38. The method according to claim 26, further comprising the following steps: (a) A step of determining the dosage of the aminosterol or a pharmaceutically acceptable salt, solvate, prodrug or derivative to a subject, wherein the dosage of the aminosterol is determined based on the effectiveness of the dosage of the aminosterol in improving or resolving the symptoms being evaluated. (b) The method then includes administering to a subject a composition containing the aforementioned aminosterol dosage for a certain period of time, wherein the method includes the following: (i) A step of identifying a symptom to be evaluated, wherein the symptom is treatable with aminosterols; (ii) A step of determining the initial dose of the aminosterol for the subject; (iii) A step of gradually increasing the dose of aminosterols administered to a subject over a certain period of time until an effective dose for the symptoms to be evaluated is identified, wherein the effective dose is the dose of aminosterols at which improvement or resolution of the symptoms is observed, and fixing the dose of aminosterols for the specific symptoms in the specific subject at that level.

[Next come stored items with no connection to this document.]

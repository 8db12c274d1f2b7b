use anyhow::{Context, Result, bail};
use rusqlite::{Connection, params};
use tracing::debug;

use crate::model::TranslationDocument;
use crate::store::TargetColumn;

#[derive(Debug, Clone, Copy, Default)]
pub struct ApplyOptions {
    /// Treat a verse id with no matching row as a failure.
    pub strict: bool,
}

#[derive(Debug, Clone, Default, PartialEq, Eq)]
pub struct UpdateReport {
    pub verses_written: usize,
    pub rows_changed: usize,
    pub unmatched_ids: Vec<i64>,
}

/// Result of one import transaction.
///
/// `RolledBack` means nothing from this run reached the store.
#[derive(Debug)]
pub enum UpdateOutcome {
    Committed(UpdateReport),
    RolledBack { cause: anyhow::Error },
}

/// Writes every verse of `document` into the target column inside a single
/// transaction. Errors raised while writing or committing are returned as
/// `RolledBack` instead of being propagated.
pub fn apply_translations(
    connection: &mut Connection,
    document: &TranslationDocument,
    target: &TargetColumn,
    options: ApplyOptions,
) -> UpdateOutcome {
    match write_verses(connection, document, target, options) {
        Ok(report) => UpdateOutcome::Committed(report),
        Err(cause) => UpdateOutcome::RolledBack { cause },
    }
}

fn write_verses(
    connection: &mut Connection,
    document: &TranslationDocument,
    target: &TargetColumn,
    options: ApplyOptions,
) -> Result<UpdateReport> {
    // Dropping `tx` on any early return rolls the whole run back.
    let tx = connection
        .transaction()
        .context("failed to begin transaction")?;
    let mut report = UpdateReport::default();

    {
        let mut statement = tx
            .prepare(&target.update_sql())
            .with_context(|| format!("failed to prepare update on {}", target.table()))?;

        for verse in document.verses() {
            let verse = verse.context("malformed verse record")?;
            let changed = statement
                .execute(params![verse.text, verse.number])
                .with_context(|| format!("failed to update {} row {}", target.table(), verse.number))?;

            report.verses_written += 1;
            report.rows_changed += changed;

            if changed == 0 {
                if options.strict {
                    bail!(
                        "verse {} matches no row in {}",
                        verse.number,
                        target.table()
                    );
                }
                debug!(id = verse.number, "verse matched no row");
                report.unmatched_ids.push(verse.number);
            }
        }
    }

    tx.commit().context("failed to commit translation update")?;
    Ok(report)
}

39. The method according to claim 38, wherein (a) The composition is administered orally. (i) The starting dose of the aminosterol is approximately 10 mg to approximately 150 mg / day; (ii) The dose of aminosterol administered to the subject after dose escalation is fixed in the range of approximately 25 mg to approximately 500 mg / day; and / or (iii) Increase the dose of the aminosterol or its salt or derivative by approximately 25 mg each; or (b) The composition is administered intranasally, and (i) The starting dose of the aminosterol is in the range of about 0.001 mg to about 3 mg / day; (ii) The dose of aminosterol administered to the subject after gradual increase is fixed in the range of approximately 0.001 mg to approximately 6 mg / day; (iii) The dose of aminosterol administered to the subject after escalation shall be less than or equal to the therapeutic dose when administered orally or by injection; and / or (iv) Increase the dose of aminosterol by approximately 0.1, 0.2, 0.25, 0.3, 0.35, 0.4, 0.45, 0.5, 0.55, 0.6, 0.65, 0.7, 0.75, 0.8, 0.85, 0.9, 0.95, 1, 1.1, 1.2, 1.3, 1.4, 1.5, 1.6, 1.7, 1.8, 1.9, or 2 mg.

40. The method according to claim 26, wherein (a) The dose of the aminosterol is gradually increased every 3 to 5 days; and / or (b) If the symptoms being evaluated are severe, the initial dose of aminosterol will be increased; and / or (c) The symptoms correlate with abnormal alpha-synuclein pathology and / or dopaminergic dysfunction.